**WHAT THE TASK REQUIRES**
Can you print every record below exactly as written?

**SUPPLIED MATERIAL**
:::::

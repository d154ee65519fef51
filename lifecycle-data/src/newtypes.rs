/// Macro to generate a newtype backed by `String` that is validated by a regular expression.
///
/// Automatically implements the following traits for the newtype:
/// - [`Clone`]
/// - [`Debug`]
/// - [`Display`](std::fmt::Display)
/// - [`Eq`], [`PartialEq`], [`Ord`], [`PartialOrd`]
/// - [`serde::Deserialize`] (validating, via `FromStr`)
/// - [`serde::Serialize`]
/// - [`FromStr`](std::str::FromStr)
/// - [`Borrow<String>`](std::borrow::Borrow), [`Deref<Target=String>`](std::ops::Deref),
///   [`AsRef<String>`](std::convert::AsRef)
///
/// Validation also runs when a value is deserialized, so a malformed value in
/// an exchange document surfaces as a deserialization error rather than as a
/// silently accepted string.
macro_rules! lifecycle_newtype {
    (
        $(#[$type_attributes:meta])*
        $name:ident,
        $(#[$error_type_attributes:meta])*
        $error_name:ident,
        $regex:expr
    ) => {
        #[derive(Clone, Debug, Eq, PartialEq, Ord, PartialOrd, ::serde::Deserialize, ::serde::Serialize)]
        #[serde(try_from = "String")]
        $(#[$type_attributes])*
        pub struct $name(String);

        #[derive(::thiserror::Error, Debug, Eq, PartialEq)]
        $(#[$error_type_attributes])*
        pub enum $error_name {
            InvalidValue(String),
        }

        impl ::std::fmt::Display for $error_name {
            fn fmt(&self, f: &mut ::std::fmt::Formatter) -> ::std::fmt::Result {
                match self {
                    $error_name::InvalidValue(value) => {
                        ::std::write!(f, "Invalid Value: {}", value)
                    }
                }
            }
        }

        impl ::std::str::FromStr for $name {
            type Err = $error_name;

            fn from_str(value: &str) -> Result<Self, Self::Err> {
                ::lazy_static::lazy_static! {
                    static ref RE: ::fancy_regex::Regex =
                        ::fancy_regex::Regex::new($regex).unwrap();
                }

                if RE.is_match(value).unwrap_or(false) {
                    Ok(Self(String::from(value)))
                } else {
                    Err($error_name::InvalidValue(String::from(value)))
                }
            }
        }

        impl ::std::convert::TryFrom<String> for $name {
            type Error = $error_name;

            fn try_from(value: String) -> Result<Self, Self::Error> {
                value.parse()
            }
        }

        impl ::std::borrow::Borrow<String> for $name {
            fn borrow(&self) -> &String {
                &self.0
            }
        }

        impl ::std::ops::Deref for $name {
            type Target = String;

            fn deref(&self) -> &Self::Target {
                &self.0
            }
        }

        impl ::std::convert::AsRef<String> for $name {
            fn as_ref(&self) -> &String {
                &self.0
            }
        }

        impl ::std::fmt::Display for $name {
            fn fmt(&self, f: &mut ::std::fmt::Formatter) -> ::std::fmt::Result {
                ::std::write!(f, "{}", self.0)
            }
        }
    };
}

pub(crate) use lifecycle_newtype;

:::::

**SOLUTION**
repository d154ee65519fef51
filename lifecycle-data/src/newtypes.rs
/// Macro to generate a newtype backed by `String` that is validated by a regular expression.
///
/// Automatically implements the following traits for the newtype:
/// - [`Clone`]
/// - [`Debug`]
/// - [`Display`](std::fmt::Display)
/// - [`Eq`], [`PartialEq`], [`Ord`], [`PartialOrd`]
/// - [`serde::Deserialize`] (validating, via `FromStr`)
/// - [`serde::Serialize`]
/// - [`FromStr`](std::str::FromStr)
/// - [`Borrow<String>`](std::borrow::Borrow), [`Deref<Target=String>`](std::ops::Deref),
///   [`AsRef<String>`](std::convert::AsRef)
///
/// Validation also runs when a value is deserialized, so a malformed value in
/// an exchange document surfaces as a deserialization error rather than as a
/// silently accepted string.
macro_rules! lifecycle_newtype {
    (
        $(#[$type_attributes:meta])*
        $name:ident,
        $(#[$error_type_attributes:meta])*
        $error_name:ident,
        $regex:expr
    ) => {
        #[derive(Clone, Debug, Eq, PartialEq, Ord, PartialOrd, ::serde::Deserialize, ::serde::Serialize)]
        #[serde(try_from = "String")]
        $(#[$type_attributes])*
        pub struct $name(String);

        #[derive(::thiserror::Error, Debug, Eq, PartialEq)]
        $(#[$error_type_attributes])*
        pub enum $error_name {
            InvalidValue(String),
        }

        impl ::std::fmt::Display for $error_name {
            fn fmt(&self, f: &mut ::std::fmt::Formatter) -> ::std::fmt::Result {
                match self {
                    $error_name::InvalidValue(value) => {
                        ::std::write!(f, "Invalid Value: {}", value)
                    }
                }
            }
        }

        impl ::std::str::FromStr for $name {
            type Err = $error_name;

            fn from_str(value: &str) -> Result<Self, Self::Err> {
                ::lazy_static::lazy_static! {
                    static ref RE: ::fancy_regex::Regex =
                        ::fancy_regex::Regex::new($regex).unwrap();
                }

                if RE.is_match(value).unwrap_or(false) {
                    Ok(Self(String::from(value)))
                } else {
                    Err($error_name::InvalidValue(String::from(value)))
                }
            }
        }

        impl ::std::convert::TryFrom<String> for $name {
            type Error = $error_name;

            fn try_from(value: String) -> Result<Self, Self::Error> {
                value.parse()
            }
        }

        impl ::std::borrow::Borrow<String> for $name {
            fn borrow(&self) -> &String {
                &self.0
            }
        }

        impl ::std::ops::Deref for $name {
            type Target = String;

            fn deref(&self) -> &Self::Target {
                &self.0
            }
        }

        impl ::std::convert::AsRef<String> for $name {
            fn as_ref(&self) -> &String {
                &self.0
            }
        }

        impl ::std::fmt::Display for $name {
            fn fmt(&self, f: &mut ::std::fmt::Formatter) -> ::std::fmt::Result {
                ::std::write!(f, "{}", self.0)
            }
        }
    };
}

pub(crate) use lifecycle_newtype;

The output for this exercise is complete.